# Exploring Ensemble Methods

## Load the Lending Club dataset

In [None]:
import sframe
loans = sframe.SFrame("lending-club-data.gl/")

## Exploring some features

Let's quickly explore what the dataset looks like. First, print out the column names to see what features we have in this dataset. On SFrame, you can run this code:

In [None]:
loans.column_names()

Here, we should see that we have some feature columns that have to do with grade of the loan, annual income, home ownership status, etc.



## Modifying the target column

The target column (label column) of the dataset that we are interested in is called bad_loans. In this column 1means a risky (bad) loan 0 means a safe loan.

In order to make this more intuitive and consistent with the lectures, we reassign the target to be:

- +1 as a safe loan
- -1 as a risky (bad) loan

We put this in a new column called **safe_loans**.

In [None]:
# safe_loans =  1 => safe
# safe_loans = -1 => risky
loans['safe_loans'] = loans['bad_loans'].apply(lambda x : +1 if x==0 else -1)
loans = loans.remove_column('bad_loans')

## Selecting features

In this assignment, we will be using a subset of features (categorical and numeric). The features we will be using are described in the code comments below. If you are a finance geek, the LendingClub website has a lot more details about these features.

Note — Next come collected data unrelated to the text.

//! Buying settings service.

use tracing::{debug, info};

use super::error::SettingsError;
use super::store::{NamingSeriesConfigurator, SettingsStore};
use super::types::{BuyingSettings, DefaultKey, NamingRule};

/// Record type whose naming the buying settings control.
pub const SUPPLIER_DOCTYPE: &str = "Supplier";

/// Field holding the supplier display name.
pub const SUPPLIER_NAME_FIELD: &str = "supplier_name";

/// Service for validating and loading buying settings.
pub struct BuyingSettingsService;

impl BuyingSettingsService {
    /// Validates the settings record.
    ///
    /// Every buying default is written to `store` (empty when unset), then
    /// supplier naming is switched to naming series iff the naming rule says so.
    pub async fn validate<S, N>(
        settings: &BuyingSettings,
        store: &S,
        naming: &N,
    ) -> Result<(), SettingsError>
    where
        S: SettingsStore + ?Sized,
        N: NamingSeriesConfigurator + ?Sized,
    {
        for key in DefaultKey::ALL {
            let value = settings.default_value(key);
            debug!(key = key.as_str(), value = %value, "Setting default");
            store.set_default(key.as_str(), &value).await?;
        }

        let rule = Self::supplier_naming_rule(settings);
        naming.set_by_naming_series(&rule).await?;

        info!(
            by_naming_series = rule.by_naming_series,
            "Buying settings validated"
        );
        Ok(())
    }

    /// Reads the buying defaults back into a settings record.
    pub async fn load<S>(store: &S) -> Result<BuyingSettings, SettingsError>
    where
        S: SettingsStore + ?Sized,
    {
        let mut settings = BuyingSettings::default();
        for key in DefaultKey::ALL {
            if let Some(value) = store.get_default(key.as_str()).await? {
                settings.apply_default(key, &value);
            }
        }
        Ok(settings)
    }

    /// The supplier naming rule implied by the settings.
    #[must_use]
    pub fn supplier_naming_rule(settings: &BuyingSettings) -> NamingRule {
        NamingRule {
            doctype: SUPPLIER_DOCTYPE.to_string(),
            name_field: SUPPLIER_NAME_FIELD.to_string(),
            by_naming_series: settings.names_by_series(),
            hide_name_field: false,
        }
    }
}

The features we will be using are described in the code comments below. Extract these feature columns and target column from the dataset. We will only use these features.

In [None]:
target = 'safe_loans'
features = ['grade',                     # grade of the loan (categorical)
            'sub_grade_num',             # sub-grade of the loan as a number from 0 to 1
            'short_emp',                 # one year or less of employment
            'emp_length_num',            # number of years of employment
            'home_ownership',            # home_ownership status: own, mortgage or rent
            'dti',                       # debt to income ratio
            'purpose',                   # the purpose of the loan
            'payment_inc_ratio',         # ratio of the monthly payment to income
            'delinq_2yrs',               # number of delinquincies
             'delinq_2yrs_zero',          # no delinquincies in last 2 years
            'inq_last_6mths',            # number of creditor inquiries in last 6 months
            'last_delinq_none',          # has borrower had a delinquincy
            'last_major_derog_none',     # has borrower had 90 day or worse rating
            'open_acc',                  # number of open credit accounts
            'pub_rec',                   # number of derogatory public records
            'pub_rec_zero',              # no derogatory public records
            'revol_util',                # percent of available credit being used
            'total_rec_late_fee',        # total late fees received to day
            'int_rate',                  # interest rate of the loan
            'total_rec_int',             # interest received to date
            'annual_inc',                # annual income of borrower
            'funded_amnt',               # amount committed to the loan
            'funded_amnt_inv',           # amount committed by investors for the loan
            'installment',               # monthly payment owed by the borrower
           ]

## Skipping observations with missing values

Recall from the lectures that one common approach to coping with missing values is to skip observations that contain missing values.

In [None]:
loans, loans_with_na = loans[[target] + features].dropna_split()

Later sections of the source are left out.